Glucose metabolism disorder in obese

children assessed by continuous glucose

monitoring system

Chao-Chun Zou, Li Liang, Fang Hong, Zheng-Yan Zhao

Hangzhou, China

Author Affiliations: Department of Endocrinology, Children's Hospital, Zhejiang University School of Medicine, Hangzhou 310003, China (Zou CC, Liang L, Hong F, Zhao ZY)

Corresponding Author: Li Liang, MD, Children's Hospital, Zhejiang University School of Medicine, 57 Zhugan Xiang, Hangzhou 310003, China (Tel: +86-571-88318645 or 13396585352; Fax: +86-571-87078641; Email: zou108cc@yahoo.com)

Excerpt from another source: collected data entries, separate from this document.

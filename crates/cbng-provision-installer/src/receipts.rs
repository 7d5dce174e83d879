use anyhow::{anyhow, Context, Result};
use std::fs;
use std::io;
use std::path::PathBuf;

use crate::{DatabaseDigest, ProvisionLayout, ProvisionReceipt};

pub fn write_provision_receipt(
    layout: &ProvisionLayout,
    receipt: &ProvisionReceipt,
) -> Result<PathBuf> {
    let mut payload = String::new();
    payload.push_str(&format!("package={}\n", receipt.package));
    payload.push_str(&format!("release={}\n", receipt.release));
    payload.push_str(&format!("patch={}\n", receipt.patch));
    payload.push_str(&format!("archive_url={}\n", receipt.archive_url));
    payload.push_str(&format!("archive_sha256={}\n", receipt.archive_sha256));
    for database in &receipt.databases {
        payload.push_str(&format!(
            "database={}:{}\n",
            database.target, database.source_sha256
        ));
    }
    payload.push_str(&format!(
        "provisioned_at_unix={}\n",
        receipt.provisioned_at_unix
    ));

    let dir = layout.state_dir();
    fs::create_dir_all(&dir)
        .with_context(|| format!("failed to create state dir: {}", dir.display()))?;
    let path = layout.receipt_path();
    fs::write(&path, payload.as_bytes())
        .with_context(|| format!("failed to write provision receipt: {}", path.display()))?;
    Ok(path)
}

pub fn read_provision_receipt(layout: &ProvisionLayout) -> Result<Option<ProvisionReceipt>> {
    let path = layout.receipt_path();
    let raw = match fs::read_to_string(&path) {
        Ok(raw) => raw,
        Err(err) if err.kind() == io::ErrorKind::NotFound => return Ok(None),
        Err(err) => {
            return Err(err)
                .with_context(|| format!("failed to read provision receipt: {}", path.display()))
        }
    };
    let receipt = parse_receipt(&raw)
        .with_context(|| format!("failed to parse provision receipt: {}", path.display()))?;
    Ok(Some(receipt))
}

pub fn remove_provision_receipt(layout: &ProvisionLayout) -> Result<bool> {
    let path = layout.receipt_path();
    match fs::remove_file(&path) {
        Ok(()) => Ok(true),
        Err(err) if err.kind() == io::ErrorKind::NotFound => Ok(false),
        Err(err) => Err(err)
            .with_context(|| format!("failed to remove provision receipt: {}", path.display())),
    }
}

pub(crate) fn parse_receipt(raw: &str) -> Result<ProvisionReceipt> {
    let mut package = None;
    let mut release = None;
    let mut patch = None;
    let mut archive_url = None;
    let mut archive_sha256 = None;
    let mut databases = Vec::new();
    let mut provisioned_at_unix = None;

    for line in raw.lines().map(str::trim).filter(|line| !line.is_empty()) {
        let Some((k, v)) = line.split_once('=') else {
            continue;
        };
        match k {
            "package" => package = Some(v.to_string()),
            "release" => release = Some(v.to_string()),
            "patch" => patch = Some(v.to_string()),
            "archive_url" => archive_url = Some(v.to_string()),
            "archive_sha256" => archive_sha256 = Some(v.to_string()),
            "database" => {
                let (target, source_sha256) = v
                    .rsplit_once(':')
                    .ok_or_else(|| anyhow!("invalid database entry: {v}"))?;
                databases.push(DatabaseDigest {
                    target: target.to_string(),
                    source_sha256: source_sha256.to_string(),
                });
            }
            "provisioned_at_unix" => {
                provisioned_at_unix =
                    Some(v.parse().context("provisioned_at_unix must be u64")?)
            }
            _ => {}
        }
    }

    Ok(ProvisionReceipt {
        package: package.context("missing package")?,
        release: release.context("missing release")?,
        patch: patch.context("missing patch")?,
        archive_url: archive_url.unwrap_or_default(),
        archive_sha256: archive_sha256.unwrap_or_default(),
        databases,
        provisioned_at_unix: provisioned_at_unix.context("missing provisioned_at_unix")?,
    })
}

Background: Continuous glucose monitoring system (CGMS) can measure glucose levels at 5-minute intervals over a few days, and may be used to detect hypoglycemia, guide insulin therapy, and control glucose levels. This study was undertaken to assess the glucose metabolism disorder by CGMS in obese children.

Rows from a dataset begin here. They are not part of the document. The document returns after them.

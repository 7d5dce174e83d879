use std::path::PathBuf;

/// Classified provisioning failures.
///
/// These travel as the root cause inside an `anyhow::Error`; callers classify
/// with `err.chain().find_map(|cause| cause.downcast_ref::<ProvisionError>())`.
#[derive(Debug, thiserror::Error)]
pub enum ProvisionError {
    #[error("transport failure fetching {url}: {reason}")]
    Transport { url: String, reason: String },

    #[error("sha256 mismatch for {path} (expected {expected}, got {actual})")]
    ChecksumMismatch {
        path: PathBuf,
        expected: String,
        actual: String,
    },

    #[error("ed25519 signature rejected for {path}")]
    SignatureInvalid { path: PathBuf },

    #[error("unexpected archive layout: {detail}: {path}")]
    ArchiveLayout { path: PathBuf, detail: String },

    #[error("{context}: status={status} stdout='{stdout}' stderr='{stderr}'")]
    CommandFailed {
        context: String,
        status: String,
        stdout: String,
        stderr: String,
    },

    #[error("{context}: command failed to start: {program}")]
    CommandSpawn {
        context: String,
        program: String,
        #[source]
        source: std::io::Error,
    },

    #[error("inconsistent state: expected {what} at {path}")]
    InconsistentState { what: String, path: PathBuf },

    #[error(
        "workspace {path} was provisioned with {installed}; refusing to install {requested} over it (clear the workspace first)"
    )]
    StaleWorkspace {
        path: PathBuf,
        installed: String,
        requested: String,
    },

    #[error("invalid configuration: {0}")]
    InvalidConfig(String),
}

impl ProvisionError {
    pub fn kind(&self) -> &'static str {
        match self {
            Self::Transport { .. } => "transport",
            Self::ChecksumMismatch { .. } | Self::SignatureInvalid { .. } => "integrity",
            Self::ArchiveLayout { .. } => "archive",
            Self::CommandFailed { .. } | Self::CommandSpawn { .. } => "external-process",
            Self::InconsistentState { .. } | Self::StaleWorkspace { .. } => "inconsistent-state",
            Self::InvalidConfig(_) => "config",
        }
    }

    /// Finds the first classified failure in an error chain.
    pub fn find_in(err: &anyhow::Error) -> Option<&ProvisionError> {
        err.chain()
            .find_map(|cause| cause.downcast_ref::<ProvisionError>())
    }
}
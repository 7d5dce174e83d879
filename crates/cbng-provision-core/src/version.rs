use std::fmt;

use anyhow::{anyhow, Context, Result};
use semver::Version;

/// A `(release, patch)` pair naming exactly one upstream archive.
#[derive(Debug, Clone, PartialEq, Eq)]
pub struct PinnedVersion {
    pub release: Version,
    pub patch: String,
}

impl PinnedVersion {
    pub fn new(release: &str, patch: &str) -> Result<Self> {
        let release = Version::parse(release.trim())
            .with_context(|| format!("release '{release}' is not a valid semantic version"))?;
        validate_patch(patch)?;
        Ok(Self {
            release,
            patch: patch.trim().to_string(),
        })
    }

    /// Substitutes `{release}` and `{patch}` in a URL or path template.
    pub fn render(&self, template: &str) -> String {
        template
            .replace("{release}", &self.release.to_string())
            .replace("{patch}", &self.patch)
    }
}

impl fmt::Display for PinnedVersion {
    fn fmt(&self, f: &mut fmt::Formatter<'_>) -> fmt::Result {
        write!(f, "{}-{}", self.release, self.patch)
    }
}

fn validate_patch(patch: &str) -> Result<()> {
    let trimmed = patch.trim();
    if trimmed.is_empty() {
        return Err(anyhow!("patch must not be empty"));
    }
    if let Some(bad) = trimmed
        .chars()
        .find(|ch| !(ch.is_ascii_alphanumeric() || matches!(ch, '.' | '+' | '~')))
    {
        return Err(anyhow!(
            "patch '{trimmed}' contains invalid character '{bad}'"
        ));
    }
    Ok(())
}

Methods: Eighty-four obese children were studied. Interstitial fluid (ISF) glucose levels were measured by CGMS for 24 hours covering the time for oral glucose tolerance test (OGTT). Impaired glucose tolerance (IGT), impaired fasting glucose (IFG), type 2 diabetic mellitus (T2DM) and hypoglycemia were assessed by CGMS.

Results: Five children failed to complete CGMS test. The glucose levels in ISF measured by CGMS were highly correlated with those in capillary samples (r=0.775, P<0.001). However, the correlation between ISF and capillary glucose levels was lower during the first hour than that in the later time period (r=0.722 vs r=0.830), and the ISF glucose levels in 69.62% of children were higher than baseline levels in the initial 1-3 hours. In 79 obese children who finished the CGMS, 2 children had IFG, 2 had IGT, 3 had IFG + IGT, and 2 had T2DM. Nocturnal hypoglycemia was noted during the overnight fasting in 11 children (13.92%).

Conclusions: Our data suggest that glucose metabolism disorder including hyperglycemia and hypoglycemia is very common in obese children. Further studies are required to improve the precision of the CGMS in children.

Key words: glucose metabolism disorders; hyperglycemia; hypoglycemia; impaired glucose tolerance; obesity; type 2 diabetic mellitus

World J Pediatr 2008;4(1):26-30


Childhood obesity, one of the main causes of coronary artery disease and type 2 diabetic mellitus (T2DM) in adults,[1-5] has emerged as an increasingly common pediatric disease[6,7] over the last decade. The global emergence of T2DM in youth parallels the increasing prevalence of childhood and adolescent obesity. In many parts of the world and among certain ethnic groups, the prevalence of T2DM in adolescents is equal to or greater than that of type 1 diabetes mellitus.[8] The progression from normal glucose tolerance to T2DM in adults occurs through an intermediate phase of altered glucose metabolism known as impaired glucose tolerance (IGT), impaired fasting glucose (IFG), or pre-diabetes. Previous studies from our group and others revealed a high prevalence of IGT among obese children and adolescents.[9-11]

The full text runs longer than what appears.